When I process Sentinel-2 product using SNAP to export bands as GeoTiff at resampled resolution (e.g., resample all to Band 2 @ 10 m), the output looks great and I can work with it in r-stats. However, I had someone help me batch process and we noticed that some of the granules were coming out at 60 m resolution, despite being run with the graph builder. Perhaps there was a mistake made on our end, but this prompted me to program an option for resampling granules in r-stats. The r-stats jp2 to GeoTiff GDAL procedure I used is described here. The output granules from r-stats jp2 to GeoTiff GDAL conversion are all the same size - 4GB (see fist 9 in image). However, the resampled SNAP granules (the granules after the first 9 in the image) are mostly less than 2GB and quite varied in size. They have the same bands contained within and are all resampled to 10 m resolution. Does anyone know why this would occur?

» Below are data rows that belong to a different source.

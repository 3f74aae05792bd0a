use thiserror::Error;

use crate::board::{Board, Hand};
use crate::position::GameState;
use crate::types::{Color, Piece, PieceType, Square};

pub use crate::constants::STARTPOS_SFEN;

/// Hand order used when encoding, strongest first.
const HAND_ORDER: [PieceType; 7] = [
    PieceType::Rook,
    PieceType::Bishop,
    PieceType::Gold,
    PieceType::Silver,
    PieceType::Knight,
    PieceType::Lance,
    PieceType::Pawn,
];

#[derive(Debug, Clone, PartialEq, Eq)]
pub struct ParsedSfen {
    pub state: GameState,
    pub move_number: u32,
}

#[derive(Debug, Error, Clone, PartialEq, Eq)]
pub enum SfenError {
    #[error("expected 3 or 4 fields, received {0}")]
    FieldCount(usize),
    #[error("expected 9 ranks, received {0}")]
    RankCount(usize),
    #[error("expected 9 squares in rank {rank}, received {squares}")]
    RankWidth { rank: u8, squares: usize },
    #[error("invalid piece `{0}`")]
    InvalidPiece(String),
    #[error("invalid side to move `{0}`")]
    InvalidTurn(String),
    #[error("invalid hand `{0}`")]
    InvalidHand(String),
    #[error("invalid move number `{0}`")]
    InvalidMoveNumber(String),
}

/// Parses `board turn hand [move-number]`.
///
/// SFEN lists ranks from gote's side, so its first row is internal rank 9 and
/// each row runs from internal file 1 to file 9.
pub fn parse_sfen(sfen: &str) -> Result<ParsedSfen, SfenError> {
    let parts: Vec<&str> = sfen.split_whitespace().collect();
    if !(3..=4).contains(&parts.len()) {
        return Err(SfenError::FieldCount(parts.len()));
    }

    let board = parse_board(parts[0])?;
    let mut code = parts[1].chars();
    let turn = match (code.next(), code.next()) {
        (Some(ch), None) => Color::from_code(ch),
        _ => None,
    }
    .ok_or_else(|| SfenError::InvalidTurn(parts[1].to_string()))?;
    let hand = parse_hand(parts[2])?;
    let move_number = match parts.get(3) {
        Some(raw) => raw
            .parse::<u32>()
            .map_err(|_| SfenError::InvalidMoveNumber((*raw).to_string()))?,
        None => 1,
    };

    Ok(ParsedSfen {
        state: GameState { board, hand, turn },
        move_number,
    })
}

pub fn encode_sfen(state: &GameState, move_number: u32) -> String {
    let mut placement = String::new();
    for rank in (1..=9u8).rev() {
        let mut empties = 0u32;
        for file in 1..=9u8 {
            match state.board.at(rank, file) {
                Some(piece) => {
                    if empties > 0 {
                        placement.push_str(&empties.to_string());
                        empties = 0;
                    }
                    placement.push_str(&encode_piece(piece));
                }
                None => empties += 1,
            }
        }
        if empties > 0 {
            placement.push_str(&empties.to_string());
        }
        if rank > 1 {
            placement.push('/');
        }
    }

    format!(
        "{} {} {} {}",
        placement,
        state.turn.to_code(),
        encode_hand(&state.hand),
        move_number
    )
}

fn parse_board(field: &str) -> Result<Board, SfenError> {
    let rows: Vec<&str> = field.split('/').collect();
    if rows.len() != 9 {
        return Err(SfenError::RankCount(rows.len()));
    }

    let mut board = Board::empty();
    for (row_idx, row) in rows.iter().enumerate() {
        let rank = 9 - row_idx as u8;
        let mut file = 1usize;
        let mut promoted = false;
        for ch in row.chars() {
            if let Some(n) = ch.to_digit(10) {
                if promoted || n == 0 {
                    return Err(SfenError::InvalidPiece(ch.to_string()));
                }
                file += n as usize;
                continue;
            }
            if ch == '+' {
                if promoted {
                    return Err(SfenError::InvalidPiece("++".to_string()));
                }
                promoted = true;
                continue;
            }
            let piece = decode_piece(ch, promoted)?;
            promoted = false;
            if file > 9 {
                return Err(SfenError::RankWidth {
                    rank,
                    squares: file,
                });
            }
            let _ = board.put(piece, Square::new_unchecked(rank, file as u8));
            file += 1;
        }
        if promoted || file != 10 {
            return Err(SfenError::RankWidth {
                rank,
                squares: file - 1,
            });
        }
    }
    Ok(board)
}

fn parse_hand(field: &str) -> Result<Hand, SfenError> {
    let mut hand = Hand::empty();
    if field == "-" {
        return Ok(hand);
    }

    let mut count: Option<u32> = None;
    for ch in field.chars() {
        if let Some(digit) = ch.to_digit(10) {
            let next = count
                .unwrap_or(0)
                .checked_mul(10)
                .and_then(|n| n.checked_add(digit))
                .ok_or_else(|| SfenError::InvalidHand(field.to_string()))?;
            count = Some(next);
            continue;
        }
        let color = if ch.is_ascii_uppercase() {
            Color::Sente
        } else {
            Color::Gote
        };
        let kind = PieceType::from_letter(ch.to_ascii_uppercase())
            .filter(|kind| kind.hand_index().is_some())
            .ok_or_else(|| SfenError::InvalidHand(field.to_string()))?;
        let n = count.take().unwrap_or(1);
        let total = u32::from(hand.count(color, kind))
            .checked_add(n)
            .and_then(|total| u8::try_from(total).ok())
            .ok_or_else(|| SfenError::InvalidHand(field.to_string()))?;
        hand.set(color, kind, total)
            .map_err(|_| SfenError::InvalidHand(field.to_string()))?;
    }
    if count.is_some() {
        return Err(SfenError::InvalidHand(field.to_string()));
    }
    Ok(hand)
}

fn decode_piece(ch: char, promoted: bool) -> Result<Piece, SfenError> {
    let color = if ch.is_ascii_uppercase() {
        Color::Sente
    } else {
        Color::Gote
    };
    let base = PieceType::from_letter(ch.to_ascii_uppercase())
        .ok_or_else(|| SfenError::InvalidPiece(ch.to_string()))?;
    let kind = if promoted {
        if !base.is_promotable() {
            return Err(SfenError::InvalidPiece(format!("+{ch}")));
        }
        base.promote()
    } else {
        base
    };
    Ok(Piece::new(kind, color))
}

fn encode_piece(piece: Piece) -> String {
    let letter = piece.piece_type.letter();
    let letter = match piece.color {
        Color::Sente => letter,
        Color::Gote => letter.to_ascii_lowercase(),
    };
    if piece.piece_type.is_promoted() {
        format!("+{letter}")
    } else {
        letter.to_string()
    }
}

fn encode_hand(hand: &Hand) -> String {
    let mut out = String::new();
    for color in Color::ALL {
        for kind in HAND_ORDER {
            let count = hand.count(color, kind);
            if count == 0 {
                continue;
            }
            if count > 1 {
                out.push_str(&count.to_string());
            }
            out.push(match color {
                Color::Sente => kind.letter(),
                Color::Gote => kind.letter().to_ascii_lowercase(),
            });
        }
    }
    if out.is_empty() {
        out.push('-');
    }
    out
}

gnwiii · April 28, 2022, 5:13pm

The differences in size could be due to compression, different data types (byte versus float32). You can use gdalinfo or similar tools to verify the dimensions and data type (I don’t recall whether gdalinfo gives
information about compression, but then I often don’t recall where I left my coffee cup).

mthompson · April 28, 2022, 5:30pm

Thanks - that is helpful. I think you are correct about byte v float32 and will look further into this - but the discussion here makes me realize that this is a huge topic. In my case, I am going to process all with GDAL. However, it would be helpful to have a comparison between the data compression types to set a match between SNAP and GDAL in r-stats so that the same matching output can be created.

gnwiii · April 28, 2022, 6:32pm

Trying to use file sizes in comparisons is very fragile. Lossless compression does not mean that two files compressed using different software will be the same (sometimes just due to different length strings for versions or processing timestamps). I suggest looking for ways to track conditions that result in missing/invalid pixels. For my own production workflows (most built in the 1990’s around a Fortran library that processes a single pixel) I use a local version of the SLATEC xerror routine to record “errors” as each pixel is processed and print a summary table at the end, so I have counts of the various reasons for missing data in the output files, but this approach only tells you about the first issue that is encountered for each pixel. NASA’s msl12/l2gen software creates a mask band that allows you to record multiple error conditions for a given pixel.